1Vingt lettres sont maintenant conservées à la Fondation Custodia : onze lettres de Géricault à Madame Trouillard et neuf lettres de Madame Trouillard à Géricault. Nous connaissons trois autres lettres de cette correspondance : l’une appartient à Anne-Marie Springer et a été publiée dans Lettres intimes. Une collection dévoilée, cat. exp. Cologny, Genève (Fondation Martin Bodmer), 2008, p. 76-79. Une autre est conservée au musée des Beaux-Arts de Rouen, inv. AG. 2012.1.1. Celle-ci est adressée au Chevalier Derville, qui fut probablement le pseudonyme de Madame Trouillard. Une dernière enfin est passée en vente publique, une première fois à Paris (Hôtel Drouot, Bodin/Laurin-Guilloux-Buffetaud), le 24 novembre 1999, n° 24 puis à Paris (Hôtel Drouot, Courvoisier/Pierre Bergé et associés), le 16 juin 2003, n° 14.

2Les lettres sont envoyées majoritairement au 10 rue Chantereine à Paris (actuelle rue de la Victoire), mais également au 13 rue de Choiseuil (sic : probablement rue de Choiseul) ou au 398 rue de Richelieu. Nous ne savons pas si cette dernière adresse a jamais existé.
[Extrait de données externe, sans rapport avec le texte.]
//! Reader and writer for the whitespace-separated workload format.
//!
//! ```text
//! num_processes thread_switch_overhead process_switch_overhead
//! process_id priority num_threads          (per process)
//! arrival_time num_cpu_bursts              (per thread)
//! cpu io cpu ... cpu                       (2 * num_cpu_bursts - 1 lengths)
//! ```

use std::{fmt::Write as _, fs, path::Path, str::SplitWhitespace};

use tracing::{debug, warn};

use crate::{
    core::state::{ProcessId, ProcessPriority, Ticks, Workload},
    error::{LoadError, WorkloadError},
};

struct Tokens<'a> {
    inner: SplitWhitespace<'a>,
}

impl<'a> Tokens<'a> {
    fn new(input: &'a str) -> Self {
        Self {
            inner: input.split_whitespace(),
        }
    }

    fn int(&mut self, field: &'static str) -> Result<i64, LoadError> {
        let token = self
            .inner
            .next()
            .ok_or(LoadError::UnexpectedEof { field })?;
        token.parse().map_err(|_| LoadError::InvalidInteger {
            field,
            token: token.to_owned(),
        })
    }

    fn non_negative(&mut self, field: &'static str) -> Result<u64, LoadError> {
        let value = self.int(field)?;
        u64::try_from(value).map_err(|_| LoadError::Negative { field, value })
    }
}

pub fn load_workload(path: impl AsRef<Path>) -> Result<Workload, LoadError> {
    let path = path.as_ref();
    let input = fs::read_to_string(path).map_err(|source| LoadError::Io {
        path: path.to_path_buf(),
        source,
    })?;
    parse_workload(&input)
}

pub fn parse_workload(input: &str) -> Result<Workload, LoadError> {
    let mut tokens = Tokens::new(input);

    let num_processes = tokens.non_negative("num_processes")?;
    let thread_switch_overhead = tokens.non_negative("thread_switch_overhead")?;
    let process_switch_overhead = tokens.non_negative("process_switch_overhead")?;
    if thread_switch_overhead != 0 {
        warn!(thread_switch_overhead, "thread switch overhead is ignored");
    }

    let mut workload = Workload::new(process_switch_overhead);
    workload.thread_switch_overhead = thread_switch_overhead;

    for _ in 0..num_processes {
        let process_id = tokens.non_negative("process_id")?;
        let process_id = ProcessId::try_from(process_id).map_err(|_| LoadError::InvalidInteger {
            field: "process_id",
            token: process_id.to_string(),
        })?;
        let level = tokens.int("priority")?;
        let priority = ProcessPriority::from_level(level).ok_or(LoadError::InvalidPriority(level))?;
        let num_threads = tokens.non_negative("num_threads")?;
        workload.add_process(process_id, priority)?;

        for _ in 0..num_threads {
            let arrival_time = tokens.non_negative("arrival_time")?;
            let num_cpu_bursts = tokens.non_negative("num_cpu_bursts")?;
            if num_cpu_bursts == 0 {
                return Err(WorkloadError::MalformedBursts { count: 0 }.into());
            }

            let bursts = (0..num_cpu_bursts * 2 - 1)
                .map(|_| tokens.non_negative("burst_length"))
                .collect::<Result<Vec<Ticks>, _>>()?;
            workload.add_thread(process_id, arrival_time, &bursts)?;
        }
    }

    debug!(
        processes = workload.processes.len(),
        threads = workload.thread_count(),
        dispatch_overhead = workload.dispatch_overhead,
        "workload loaded"
    );
    Ok(workload)
}

/// Renders a workload in the format accepted by [`parse_workload`], using
/// the original burst lengths.
pub fn write_workload(workload: &Workload) -> String {
    let mut out = String::new();
    let _ = writeln!(
        out,
        "{} {} {}",
        workload.processes.len(),
        workload.thread_switch_overhead,
        workload.dispatch_overhead
    );

    for process in &workload.processes {
        let _ = writeln!(
            out,
            "\n{} {} {}",
            process.id,
            process.priority.level(),
            process.threads.len()
        );
        for &key in &process.threads {
            let thread = workload.thread(key);
            let cpu_bursts = thread.burst_lengths().len().div_ceil(2);
            let lengths: Vec<String> = thread
                .burst_lengths()
                .iter()
                .map(|len| len.to_string())
                .collect();
            let _ = writeln!(out, "{} {}", thread.arrival_time, cpu_bursts);
            let _ = writeln!(out, "{}", lengths.join(" "));
        }
    }
    out
}

#[cfg(test)]
mod tests {
    use super::*;
    use crate::core::state::BurstKind;

    const SAMPLE: &str = "2 0 3
        0 1 2
        0 2
        4 5 6
        10 1
        3
        7 3 1
        2 1
        8";

    #[test]
    fn parses_processes_threads_and_bursts() {
        let w = parse_workload(SAMPLE).unwrap();
        assert_eq!(w.dispatch_overhead, 3);
        assert_eq!(w.processes.len(), 2);

        let p0 = w.process(0).unwrap();
        assert_eq!(p0.priority, ProcessPriority::Interactive);
        assert_eq!(p0.threads.len(), 2);

        let t = w.thread(p0.threads[0]);
        let bursts: Vec<_> = t.bursts.iter().map(|b| (b.kind, b.length)).collect();
        assert_eq!(
            bursts,
            vec![(BurstKind::Cpu, 4), (BurstKind::Io, 5), (BurstKind::Cpu, 6)]
        );
        assert_eq!(w.thread(p0.threads[1]).arrival_time, 10);
        assert_eq!(w.process(7).unwrap().priority, ProcessPriority::Batch);
    }

    #[test]
    fn written_workload_parses_back() {
        let w = parse_workload(SAMPLE).unwrap();
        let again = parse_workload(&write_workload(&w)).unwrap();
        assert_eq!(write_workload(&again), write_workload(&w));
    }

    #[test]
    fn writing_after_a_run_keeps_declared_bursts() {
        let before = write_workload(&parse_workload(SAMPLE).unwrap());
        let sim = crate::simulate(parse_workload(SAMPLE).unwrap(), crate::Policy::RoundRobin, 2)
            .unwrap();

        assert!(sim.ctx.threads.values().all(|t| t.bursts.is_empty()));
        assert_eq!(write_workload(&sim.ctx), before);
    }

    #[test]
    fn truncated_input_names_missing_field() {
        let err = parse_workload("1 0 2\n0 1 1\n0 2\n4 5").unwrap_err();
        assert!(matches!(err, LoadError::UnexpectedEof { field: "burst_length" }), "{err}");
    }

    #[test]
    fn rejects_bad_tokens() {
        assert!(matches!(
            parse_workload("1 0 x").unwrap_err(),
            LoadError::InvalidInteger { field: "process_switch_overhead", .. }
        ));
        assert!(matches!(
            parse_workload("1 0 0\n0 9 1\n0 1 1").unwrap_err(),
            LoadError::InvalidPriority(9)
        ));
        assert!(matches!(
            parse_workload("1 0 0\n0 1 1\n-2 1 1").unwrap_err(),
            LoadError::Negative { field: "arrival_time", value: -2 }
        ));
        assert!(matches!(
            parse_workload("2 0 0\n0 1 0\n0 1 0").unwrap_err(),
            LoadError::Workload(_)
        ));
    }

    #[test]
    fn missing_file_is_reported() {
        let err = load_workload("/nonexistent/workload.txt").unwrap_err();
        assert!(matches!(err, LoadError::Io { .. }));
        assert!(err.to_string().contains("/nonexistent/workload.txt"));
    }
}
3Clément de Ris, dans «  Un paquet de lettres  », Gazette des beaux-arts, vol. XII, 1er août 1875, p. 176-177, indique que la maîtresse de Géricault est décédée à Paris vers 1865. Le flou chronologique de cette indication ne nous permet pas d’être affirmatif. Voir Bruno Chenique, Les cercles politiques de Géricault (1791-1824), thèse de doctorat, Université Paris 1 Panthéon-Sorbonne, 1998, Villeneuve-d’Ascq, 2001, p. 570, note 1.

4Paris, Fondation Custodia, inv. 2019-A.245. Pierre Joseph Dedreux-Dorcy, peintre, fut un ami proche de l’artiste. Il fut l’un des exécuteurs testamentaires de Géricault. C’est lui qui vendit au Louvre Le Radeau de la Méduse. La lettre est publiée dans Chenique 2001, op. cit. (note 3), n° 28, p. 542.

5Nous lisons clairement 20 juin 182(?).

6Peut-être est-il l’auteur du portrait dont Madame Trouillard fait mention : «  Je vous envoie mon portrait aussitôt qu’il sera fait […] je crois qu’il sera bien, malgré l’effroi qu’a aussi ce pauvre peintre de ne pouvoir saisir une expression singulière, bizarre, qu’il trouve dans mes yeux  » (Paris, Fondation Custodia, inv. 2021-A.34).

7Paris, Fondation Custodia, inv. 2021-A.34. Géricault demande une explication du «  Tout est fini  » de cette lettre, et, par rebond, on peut établir une continuité entre les inv. 2021-A.186, 2021-A.176, 2021-A.34 et 2021-A.33.

8Paris, Fondation Custodia, inv. 2021-A.182.

9Bruno Chenique, «  Géricault : Une correspondance décapitée  », Nouvelles approches de l’épistolaire. Lettres d’artistes, archives et correspondances, actes de colloque, Paris, Université de Paris-Sorbonne, 3 et 4 décembre 1993, Paris, 1996, p. 43-49.